Because the taxpayer’s request pertained to an extension of time to file an accounting method change, the taxpayer was required to demonstrate “unusual and compelling” circumstances to avoid deemed prejudice to the government. Weighing the taxpayer’s request for an extension of time against the government’s policy of promoting efficient tax administration, the IRS considered the taxpayer’s desire to correct the mistake, the need to provide a limited period of time for perfecting accounting methods, and the reasons for the taxpayer’s mistake. This analysis resulted in a determination that the taxpayer failed to show unusual and compelling circumstances. Therefore, it was deemed an extension of time would prejudice the government’s interests, and the IRS denied the extension request. Had the taxpayer timely filed its federal income tax return, or included the required Form 3115 with its return, or sought relief upon discovery of its mistake, relief may have been granted.

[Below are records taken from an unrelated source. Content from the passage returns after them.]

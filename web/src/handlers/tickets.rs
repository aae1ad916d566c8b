//! Ticket issuance and deletion endpoints.
//!
//! - POST /api/events/:event_id/tickets: issue a batch
//! - DELETE /api/tickets/:ticket_id: delete one ticket (mint-status guarded)
//! - DELETE /api/events/:event_id/tickets: delete an event's unminted tickets

use crate::error::AppError;
use crate::state::AppState;
use axum::{
    extract::{Path, State},
    http::StatusCode,
    Json,
};
use chrono::{DateTime, Utc};
use serde::{Deserialize, Serialize};
use ticketmint_core::{EventId, Ticket, TicketId};
use ticketmint_issuance::{IssueMintStatus, IssueRequest};
use uuid::Uuid;

// ============================================================================
// Request/Response Types
// ============================================================================

/// Request body for issuing tickets.
#[derive(Debug, Deserialize)]
pub struct IssueTicketsRequest {
    /// Base ticket name.
    pub ticket_name: String,
    /// Number of tickets to create, 1..=1000.
    pub quantity: u32,
    /// Optional face price.
    pub price: Option<f64>,
    /// Optional artwork URI.
    pub image_url: Option<String>,
    /// Optional description override.
    pub description: Option<String>,
    /// Optional ticket class.
    pub ticket_type: Option<String>,
}

/// One ticket in an API response.
#[derive(Debug, Serialize)]
pub struct TicketResponse {
    /// Ticket identifier.
    pub ticket_id: Uuid,
    /// Sequential number within the event.
    pub ticket_number: i64,
    /// Mint lifecycle state.
    pub nft_mint_status: String,
    /// Token id as a decimal string; absent until minted.
    pub nft_token_id: Option<String>,
    /// Creation timestamp.
    pub created_at: DateTime<Utc>,
}

impl From<&Ticket> for TicketResponse {
    fn from(ticket: &Ticket) -> Self {
        Self {
            ticket_id: *ticket.ticket_id.as_uuid(),
            ticket_number: ticket.ticket_number,
            nft_mint_status: ticket.nft_mint_status.as_str().to_string(),
            nft_token_id: ticket.nft_token_id.map(|id| id.to_string()),
            created_at: ticket.created_at,
        }
    }
}

/// Response body after issuing tickets.
#[derive(Debug, Serialize)]
pub struct IssueTicketsResponse {
    /// Number of tickets created.
    pub tickets_created: usize,
    /// First allocated ticket number.
    pub starting_ticket_number: i64,
    /// The created tickets.
    pub tickets: Vec<TicketResponse>,
    /// `"minted"` when the batch minted within the request, `"queued"`
    /// when a job awaits the worker.
    pub mint_status: IssueMintStatus,
}

/// Response body after bulk deletion.
#[derive(Debug, Serialize)]
pub struct DeleteTicketsResponse {
    /// Number of tickets removed.
    pub deleted: u64,
}

// ============================================================================
// Handlers
// ============================================================================

/// Issue a batch of tickets for an event.
///
/// Numbering continues from the event's highest existing ticket; the
/// batch either fully persists or not at all.
///
/// # Errors
///
/// Returns 422 for invalid input or an event without minting
/// configuration, 404 for a missing event, 502 when an immediate-mode
/// mint fails.
pub async fn issue_tickets(
    Path(event_id): Path<Uuid>,
    State(state): State<AppState>,
    Json(request): Json<IssueTicketsRequest>,
) -> Result<(StatusCode, Json<IssueTicketsResponse>), AppError> {
    let outcome = state
        .issuer
        .issue(IssueRequest {
            event_id: EventId::from_uuid(event_id),
            ticket_name: request.ticket_name,
            quantity: request.quantity,
            price: request.price,
            image_url: request.image_url,
            description: request.description,
            ticket_type: request.ticket_type,
        })
        .await?;

    Ok((
        StatusCode::CREATED,
        Json(IssueTicketsResponse {
            tickets_created: outcome.tickets.len(),
            starting_ticket_number: outcome.starting_number,
            tickets: outcome.tickets.iter().map(TicketResponse::from).collect(),
            mint_status: outcome.mint_status,
        }),
    ))
}

/// Delete a single ticket.
///
/// # Errors
///
/// Returns 409 when the ticket is minted or transferred, 404 when it does
/// not exist.
pub async fn delete_ticket(
    Path(ticket_id): Path<Uuid>,
    State(state): State<AppState>,
) -> Result<StatusCode, AppError> {
    state
        .tickets
        .delete(TicketId::from_uuid(ticket_id))
        .await?;
    Ok(StatusCode::NO_CONTENT)
}

/// Delete every still-unminted ticket of an event.
///
/// Minted and transferred tickets are left untouched; the response counts
/// what was actually removed.
///
/// # Errors
///
/// Returns 500 on a storage failure.
pub async fn delete_event_tickets(
    Path(event_id): Path<Uuid>,
    State(state): State<AppState>,
) -> Result<Json<DeleteTicketsResponse>, AppError> {
    let deleted = state
        .tickets
        .delete_by_event(EventId::from_uuid(event_id))
        .await?;
    Ok(Json(DeleteTicketsResponse { deleted }))
}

Eversheds Sutherland observation: Relief under Treas. Reg. §301.9100-3 is generally broad. The scope of relief narrows for taxpayers attempting to make method of accounting or accounting period elections, when the taxpayer must take care to show “unusual and compelling circumstances” in its case. Despite the multiple issues that impacted the ability of the taxpayer in PLR-105325-23 to timely file its return, the IRS did not believe these circumstances were unusual and compelling enough to grant an extension, whereas the taxpayer in PLR-104942-23 only had to show good faith and that the extension would not lower its tax liability for the effected year. When the election is not governed by the special rules regarding changes for an accounting method or period, the relief available under section 9100 is broad. However, if a taxpayer is requesting an extension for a change in accounting method or period, they must take special care to show unusual and compelling circumstances.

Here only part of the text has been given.